X4 Pharmaceuticals commenced a clinical trial for the treatment of Waldenström’s macroglobulinemia, a rare form of non-Hodgkin’s lymphoma.
X4 Pharmaceuticals (NADSAQ:XFOR) commenced a Phase 1b clinical trial of a mavorixafor/ibrutinib combination for the treatment of Waldenström’s macroglobulinemia (WM), a rare form of non-Hodgkin’s lymphoma.
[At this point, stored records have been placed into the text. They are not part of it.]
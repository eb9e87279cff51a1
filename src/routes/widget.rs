// ABOUTME: Public widget chat endpoint used by the embeddable snippet on customer sites
// ABOUTME: Conversations are keyed by browser session id and billed to the assistant owner
//
// SPDX-License-Identifier: MIT OR Apache-2.0
// Copyright (c) 2025 Air Lab

use super::parse_id;
use crate::database_plugins::DatabaseProvider;
use crate::errors::AppError;
use crate::models::Channel;
use crate::resources::ServerResources;
use crate::services::conversation;
use axum::{
    extract::{Path, State},
    http::StatusCode,
    response::{IntoResponse, Response},
    routing::post,
    Json, Router,
};
use serde::{Deserialize, Serialize};
use std::sync::Arc;
use uuid::Uuid;

/// Longest accepted browser session id
const MAX_SESSION_ID_CHARS: usize = 128;

/// Widget chat request
#[derive(Debug, Deserialize)]
pub struct WidgetChatRequest {
    /// Browser session id generated by the snippet
    pub session_id: String,
    /// Visitor message
    pub message: String,
}

/// Widget chat reply
#[derive(Debug, Serialize)]
pub struct WidgetChatResponse {
    /// Assistant answer
    pub reply: String,
    /// Conversation the exchange was stored in
    pub conversation_id: Uuid,
}

/// Public widget routes
pub struct WidgetRoutes;

impl WidgetRoutes {
    /// Create the public widget routes
    pub fn routes(resources: Arc<ServerResources>) -> Router {
        Router::new()
            .route("/api/widget/:assistant_id/chat", post(Self::handle_chat))
            .with_state(resources)
    }

    async fn handle_chat(
        State(resources): State<Arc<ServerResources>>,
        Path(assistant_id): Path<String>,
        Json(request): Json<WidgetChatRequest>,
    ) -> Result<Response, AppError> {
        let assistant_id = parse_id(&assistant_id, "assistant")?;
        let session_id = request.session_id.trim();
        if session_id.is_empty() || session_id.chars().count() > MAX_SESSION_ID_CHARS {
            return Err(AppError::invalid_input("session_id is required"));
        }

        let assistant = resources
            .database
            .get_assistant(assistant_id)
            .await?
            .filter(|a| a.is_active)
            .ok_or_else(|| AppError::not_found("Assistant"))?;

        let conversation = conversation::find_or_start_conversation(
            &resources.database,
            resources.openai.as_ref(),
            &assistant,
            Channel::Widget,
            session_id,
            None,
        )
        .await?;
        let outcome = conversation::reply(
            &resources.database,
            resources.openai.as_ref(),
            resources.config.run_poll,
            conversation,
            &assistant,
            &request.message,
        )
        .await?;

        Ok((
            StatusCode::OK,
            Json(WidgetChatResponse {
                reply: outcome.assistant_message.content,
                conversation_id: outcome.conversation.id,
            }),
        )
            .into_response())
    }
}
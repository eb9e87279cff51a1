// ABOUTME: Object storage abstraction for uploaded knowledge-base files and images
// ABOUTME: Generates object paths and rejects path traversal before any backend sees a key
//
// SPDX-License-Identifier: MIT OR Apache-2.0
// Copyright (c) 2025 Air Lab

use crate::errors::{AppError, AppResult};
use async_trait::async_trait;
use bytes::Bytes;
use serde::{Deserialize, Serialize};
use uuid::Uuid;

/// Local filesystem backend
pub mod local;

pub use local::{find_public_object, LocalObjectStorage};

/// Prefix of every uploaded object
const UPLOAD_PREFIX: &str = "uploads";

/// Longest file name kept in an object path
const MAX_FILE_NAME_CHARS: usize = 128;

/// Metadata stored next to each object
#[derive(Debug, Clone, PartialEq, Eq, Serialize, Deserialize)]
pub struct ObjectMetadata {
    /// User allowed to read the object
    pub owner_id: Uuid,
    /// MIME type given at upload
    pub content_type: Option<String>,
    /// Original file name
    pub file_name: String,
}

/// Object storage backend
#[async_trait]
pub trait ObjectStorage: Send + Sync {
    /// Store `bytes` under `object_path`
    async fn put(&self, object_path: &str, bytes: Bytes, metadata: &ObjectMetadata)
        -> AppResult<()>;

    /// Read an object and its metadata
    async fn get(&self, object_path: &str) -> AppResult<(Bytes, ObjectMetadata)>;

    /// Remove an object; missing objects are not an error
    async fn delete(&self, object_path: &str) -> AppResult<()>;
}

/// Allocate a fresh object path `uploads/<uuid>/<sanitized name>`
#[must_use]
pub fn new_object_path(file_name: &str) -> String {
    format!(
        "{UPLOAD_PREFIX}/{}/{}",
        Uuid::new_v4(),
        sanitize_file_name(file_name)
    )
}

/// Reduce a client-supplied file name to a safe single path segment
#[must_use]
pub fn sanitize_file_name(file_name: &str) -> String {
    let base = file_name
        .rsplit(['/', '\\'])
        .next()
        .unwrap_or_default()
        .trim();
    let cleaned: String = base
        .chars()
        .map(|c| {
            if c.is_alphanumeric() || matches!(c, '.' | '-' | '_') {
                c
            } else {
                '_'
            }
        })
        .take(MAX_FILE_NAME_CHARS)
        .collect();
    let cleaned = cleaned.trim_start_matches('.');
    if cleaned.is_empty() {
        "file".to_owned()
    } else {
        cleaned.to_owned()
    }
}

/// Reject absolute paths, empty segments and `..`
///
/// # Errors
///
/// Returns `INVALID_INPUT` for any path that could escape the storage root
pub fn validate_object_path(object_path: &str) -> AppResult<()> {
    if object_path.is_empty()
        || object_path.starts_with('/')
        || object_path.contains('\\')
        || object_path.contains('\0')
    {
        return Err(AppError::invalid_input("Invalid object path"));
    }
    if object_path
        .split('/')
        .any(|segment| segment.is_empty() || segment == "." || segment == "..")
    {
        return Err(AppError::invalid_input("Invalid object path"));
    }
    Ok(())
}
// ABOUTME: Assistant model mirroring an OpenAI Assistants-API entity in the local store
// ABOUTME: Tools are stored as a JSON column using the Assistants v2 tool shape
//
// SPDX-License-Identifier: MIT OR Apache-2.0
// Copyright (c) 2025 Air Lab

use chrono::{DateTime, Utc};
use serde::{Deserialize, Serialize};
use serde_json::Value;
use uuid::Uuid;

/// Function tool definition
#[derive(Debug, Clone, PartialEq, Serialize, Deserialize)]
pub struct FunctionDefinition {
    /// Function name
    pub name: String,
    /// Description shown to the model
    #[serde(default, skip_serializing_if = "Option::is_none")]
    pub description: Option<String>,
    /// JSON schema of the parameters
    #[serde(default, skip_serializing_if = "Option::is_none")]
    pub parameters: Option<Value>,
}

/// Tool enabled on an assistant (Assistants v2 wire shape)
#[derive(Debug, Clone, PartialEq, Serialize, Deserialize)]
#[serde(tag = "type", rename_all = "snake_case")]
pub enum AssistantTool {
    /// Sandboxed code execution
    CodeInterpreter,
    /// Retrieval over the attached vector store
    FileSearch,
    /// Custom function calling
    Function {
        /// Function definition
        function: FunctionDefinition,
    },
}

/// Locally mirrored assistant
#[derive(Debug, Clone, Serialize, Deserialize)]
pub struct Assistant {
    /// Local ID
    pub id: Uuid,
    /// Owner
    pub user_id: Uuid,
    /// ID of the remote `OpenAI` assistant once created
    pub openai_assistant_id: Option<String>,
    /// Display name
    pub name: String,
    /// Optional description
    pub description: Option<String>,
    /// System instructions
    pub instructions: String,
    /// Model name
    pub model: String,
    /// Sampling temperature
    pub temperature: f32,
    /// Enabled tools
    pub tools: Vec<AssistantTool>,
    /// Vector store backing `file_search`
    pub vector_store_id: Option<String>,
    /// Free-form settings (widget design, channel defaults)
    pub settings: Value,
    /// Inactive assistants are hidden from public surfaces
    pub is_active: bool,
    /// Creation timestamp
    pub created_at: DateTime<Utc>,
    /// Last update timestamp
    pub updated_at: DateTime<Utc>,
}

impl Assistant {
    /// Whether `file_search` is enabled
    #[must_use]
    pub fn has_file_search(&self) -> bool {
        self.tools.contains(&AssistantTool::FileSearch)
    }

    /// Enable `file_search` if it is not already present
    pub fn ensure_file_search(&mut self) {
        if !self.has_file_search() {
            self.tools.push(AssistantTool::FileSearch);
        }
    }
}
As quoted in the press release:
Mavorixafor, X4’s lead therapeutic candidate, is a potential first-in-class, once-daily, oral, small molecule antagonist of chemokine receptor CXCR4. “There is a significant unmet medical need for patients living with WM who have CXCR4 mutations. The development of a therapeutic CXCR4 antagonist such as mavorixafor represents a very important advance for targeted therapy of this disease,” said Steven Treon, M.D., Ph.D., FACP, FRCP, Director of the Bing Center for Waldenström’s Macroglobulinemia and Professor of Medicine at Harvard Medical School.
“The CXCR4 mutation, which is present in approximately 30 to 40 percent of patients with WM, is known to play an important role in treatment resistance, and is associated with higher rates of disease burden, making the CXCR4 pathway a critical therapeutic target for patients with WM,” said Christian Buske, M.D., Director of the Institute of Experimental Cancer Research and Attending Physician and Professor of Medicine at the University of Ulm.